NaOH was used to remove Mg found as MgCl2, as shown in Eq. (5):

$$2{\text{NaOH}}_{{\left( {{\text{aq}}} \right)}} + {\text{MgCl}}_{{2\left( {{\text{aq}}} \right)}} \to {\text{Mg}}\left( {{\text{OH}}} \right)_{{2\left( {\text{s}} \right)}} + 2{\text{NaCl}}_{{\left( {{\text{aq}}} \right)}}$$

In this work, an alternative route to brine disposal is proposed, which allowed the reuse of this saline waste as a raw material resource in the chlor-alkali manufacturing industry.

Mohammadesmaeili et al. (2010) focused their study on selective precipitation for the removal of fouling minerals (Ca, Mg and silica) from RO brines with the aim of obtaining by-products with commercial value. The Authors studied a process based on a pre-acidification step with H2SO4 to be performed prior to the traditional lime/soda treatment. This acidification step allowed decreasing the quantity of lime required to remove Mg. The proposed modified lime-soda treatment allows solving the issues related to the low purity of the products, obtaining Mg hydroxide with a purity of 51–58%, which is similar to other commercial sources of Mg(OH)2. The precipitate also contained 19.5–23.3% of CaCO3 and 1.3–7.8% of CaSO4 as impurities. CaCO3 with a purity of 95% and CaSO4 with a purity of 92% were obtained as by-products. In conclusion the study allowed obtaining a high Mg recovery yield (about 98%) with a good purity grade consuming a reduced quantity of reagents; the process also allowed obtaining an efficient recovery yield of desalination water (between 80 and 90%).

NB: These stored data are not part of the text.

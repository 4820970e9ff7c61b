//! Application identity constants.
//!
//! Centralized constants for application metadata used across the codebase.

/// Application display name.
pub const APP_NAME: &str = "Folio Studio";

/// Qualifier, organization, and application parts of the platform directories.
pub const APP_DIRS: (&str, &str, &str) = ("com", "AnupaSupul", "FolioStudio");

/// Portfolio owner.
pub const APP_AUTHOR: &str = "Anupa Supul";

/// Application version from Cargo.toml.
pub const APP_VERSION: &str = env!("CARGO_PKG_VERSION");

/// Application description.
pub const APP_DESCRIPTION: &str = "Full-stack systems and agricultural deep learning research";

/// Copyright notice for the footer.
pub fn copyright() -> String {
    let year = chrono::Utc::now().format("%Y");
    format!("© {} {}. All rights reserved.", year, APP_AUTHOR)
}

/// Window title for a view, optionally naming an open project.
pub fn window_title(view_label: &str, project: Option<&str>) -> String {
    match project {
        Some(title) => format!("{title} · {view_label} · {APP_NAME}"),
        None => format!("{view_label} · {APP_NAME}"),
    }
}

#[cfg(test)]
mod tests {
    use super::*;

    #[test]
    fn copyright_names_the_author() {
        let notice = copyright();
        assert!(notice.starts_with("© "));
        assert!(notice.contains(APP_AUTHOR));
    }

    #[test]
    fn title_puts_the_project_first() {
        assert_eq!(window_title("Portfolio", None), "Portfolio · Folio Studio");
        assert_eq!(
            window_title("Portfolio", Some("SwiftCart")),
            "SwiftCart · Portfolio · Folio Studio"
        );
    }
}
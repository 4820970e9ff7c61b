//! Static portfolio content.
//!
//! Everything here is compile-time data; the UI filters and renders it but
//! never mutates it.

mod profile;
mod projects;
mod research;

pub use profile::{CONTACT_LINKS, PROFILE, SKILL_GROUPS, SKILL_NODES, SOCIAL_LINKS};
pub use projects::PROJECTS;
pub use research::{
    LAB_FACTS, PIPELINE, PUBLICATIONS, RESEARCH_GALLERY, RESEARCH_TEASER, SCHOLAR_PROFILE_URL,
};

use crate::profile::{SocialKind, SocialLink};
use crate::project::{Project, ProjectId};

/// Look up a showcase project by id.
pub fn project_by_id(id: ProjectId) -> Option<&'static Project> {
    PROJECTS.iter().find(|project| project.id == id)
}

/// The social profile of the given kind, if the author has one.
pub fn social_link(kind: SocialKind) -> Option<&'static SocialLink> {
    SOCIAL_LINKS.iter().find(|link| link.kind == kind)
}
//! Error types for the behavioral core.

use folio_model::ProjectId;
use thiserror::Error;

/// Errors raised by core state transitions.
#[derive(Debug, Clone, PartialEq, Eq, Error)]
pub enum CoreError {
    /// A repeating timer was configured with a zero interval.
    #[error("timer interval must be greater than zero")]
    ZeroInterval,

    /// A project id does not name any showcase project.
    #[error("unknown project {0}")]
    UnknownProject(ProjectId),
}

/// Result type for core operations.
pub type Result<T> = std::result::Result<T, CoreError>;
//! View layer.
//!
//! Views are pure functions of [`AppState`]: they read state and return an
//! element tree, never mutate. Each page is a column of fixed-height sections
//! whose heights come from [`PageLayout`], so the scroll-spy and the rendered
//! page agree on where every section sits.

pub mod footer;
pub mod header;
pub mod home;
pub mod mobile_menu;
pub mod project_detail;
pub mod research;

use folio_core::View;
use folio_model::content::PROJECTS;
use folio_model::{Accent, Category, Project};
use iced::widget::{Id, column, container, row, scrollable, stack, text};
use iced::{Border, Element, Length, Theme};

use crate::component::accent_tag;
use crate::message::{Message, NavigationMessage};
use crate::state::{AppState, PageLayout};
use crate::theme::{
    CONTENT_MAX_WIDTH, FolioColors, LINE_HEIGHT_RELAXED, SPACING_LG, SPACING_XL, SPACING_XXL,
};

/// Scrollable id of each page.
pub fn page_scroll_id(view: View) -> Id {
    match view {
        View::Main => Id::new("page-main"),
        View::Research => Id::new("page-research"),
    }
}

/// The whole window: header, active page, and any overlay.
pub fn view_app(state: &AppState) -> Element<'_, Message> {
    let view = state.session.view();
    let layout = state.layout();

    let sections = match view {
        View::Main => home::view_main(state, &layout),
        View::Research => research::view_research(state, &layout),
    };
    let page = column![
        sections,
        footer::view_footer(layout.height_of("contact"), layout.width().is_narrow()),
    ];

    let page = scrollable(page)
        .id(page_scroll_id(view))
        .on_scroll(|viewport| {
            Message::Navigation(NavigationMessage::Scrolled {
                offset: viewport.absolute_offset().y,
                height: viewport.bounds().height,
            })
        })
        .width(Length::Fill)
        .height(Length::Fill);

    let mut base: Element<'_, Message> = column![header::view_header(state), page].into();

    if state.session.menu().is_open() {
        base = stack![base, mobile_menu::view_mobile_menu(state)].into();
    }

    match state.session.browser().selected_project(&PROJECTS) {
        Some(project) => project_detail::view_project_detail(state, project, base),
        None => base,
    }
}

/// A page section: content centered at the reading width inside a block of
/// the height the layout assigns to `id`.
pub(crate) fn section<'a>(
    layout: &PageLayout,
    id: &str,
    content: impl Into<Element<'a, Message>>,
) -> Element<'a, Message> {
    let height = layout.height_of(id);
    container(container(content).max_width(CONTENT_MAX_WIDTH))
        .center_x(Length::Fill)
        .height(Length::Fixed(height))
        .padding([SPACING_XXL, SPACING_LG])
        .clip(true)
        .into()
}

/// Two blocks side by side on wide windows, stacked on narrow ones.
pub(crate) fn split<'a>(
    narrow: bool,
    first: impl Into<Element<'a, Message>>,
    second: impl Into<Element<'a, Message>>,
) -> Element<'a, Message> {
    if narrow {
        column![first.into(), second.into()]
            .spacing(SPACING_XL)
            .into()
    } else {
        row![
            container(first).width(Length::FillPortion(1)),
            container(second).width(Length::FillPortion(1)),
        ]
        .spacing(SPACING_XL)
        .into()
    }
}

pub(crate) fn muted(content: &str, size: f32) -> Element<'_, Message> {
    text(content)
        .size(size)
        .line_height(LINE_HEIGHT_RELAXED)
        .style(muted_style)
        .into()
}

pub(crate) fn muted_style(theme: &Theme) -> text::Style {
    text::Style {
        color: Some(theme.folio().text_muted),
    }
}

pub(crate) fn on_image(theme: &Theme) -> text::Style {
    text::Style {
        color: Some(theme.folio().text_on_accent),
    }
}

pub(crate) fn scrim(theme: &Theme) -> container::Style {
    container::Style {
        background: Some(theme.folio().scrim.into()),
        ..Default::default()
    }
}

pub(crate) fn rounded(radius: f32) -> impl Fn(&Theme) -> container::Style {
    move |_theme: &Theme| container::Style {
        border: Border {
            radius: radius.into(),
            ..Default::default()
        },
        ..Default::default()
    }
}

/// Category chip of a project card.
pub(crate) fn category_tag(project: &'static Project) -> Element<'static, Message> {
    match project.category {
        Category::Dev => accent_tag("Development", project.accent),
        Category::Research => accent_tag("Research", Accent::Teal),
    }
}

Casas et al. (2014) used NaCO3 and NaOH as alkali sources to precipitate Mg2+ and Ca++ from mining and seawater desalination brines. The obtained results showed Ca recovery yields higher than 94–96% for pH higher than 10 via the use of NaCO3 and Mg recovery yields higher than 97–99% for pH higher than 11 by dosing NaOH. In the same period, Sorour et al. (2014) dedicated their research to the readjustment of industries for the enhancement of by-products containing magnesium. The tests were performed using different precipitation reagents and different implementation processes. The Authors studied partial softening of seawater and RO brines using Na2CO3 and Na3PO4 as precipitating agents for Ca and Mg. Na2CO3 caused maximum Ca concentration reduction from 400 to 20 mg L−1 and from 690 to 36 mg L−1 from seawater and RO brine, respectively. The corresponding Mg concentration reduction was from 1460 to 1250 mg L−1 and from 2600 to 2375 mg L−1 for seawater and RO brine, respectively. The recovery of Ca by phosphate precipitation was about 98 and 75% from seawater and RO brines, respectively; the corresponding Mg recovery values were 47 and 24%. The Authors identified three process design schemes for the recovery of Ca, Mg and sodium salts. The first scheme was designed for the chemical recovery of seawater for new desalination plants; the second scheme was developed for plants that can be readapted by replacing conventional pretreatment with NF to obtain high Ca recoveries and with membranes/thermal processing and ion exchange for Mg recovery; the third scheme is always applicable to plants which can be adapted by optimizing chemical precipitation by sodium phosphate or sodium carbonate treatment. The study stopped before the optimization of the developed schemes and the identification of the necessary costs for the industrial re-adaptation.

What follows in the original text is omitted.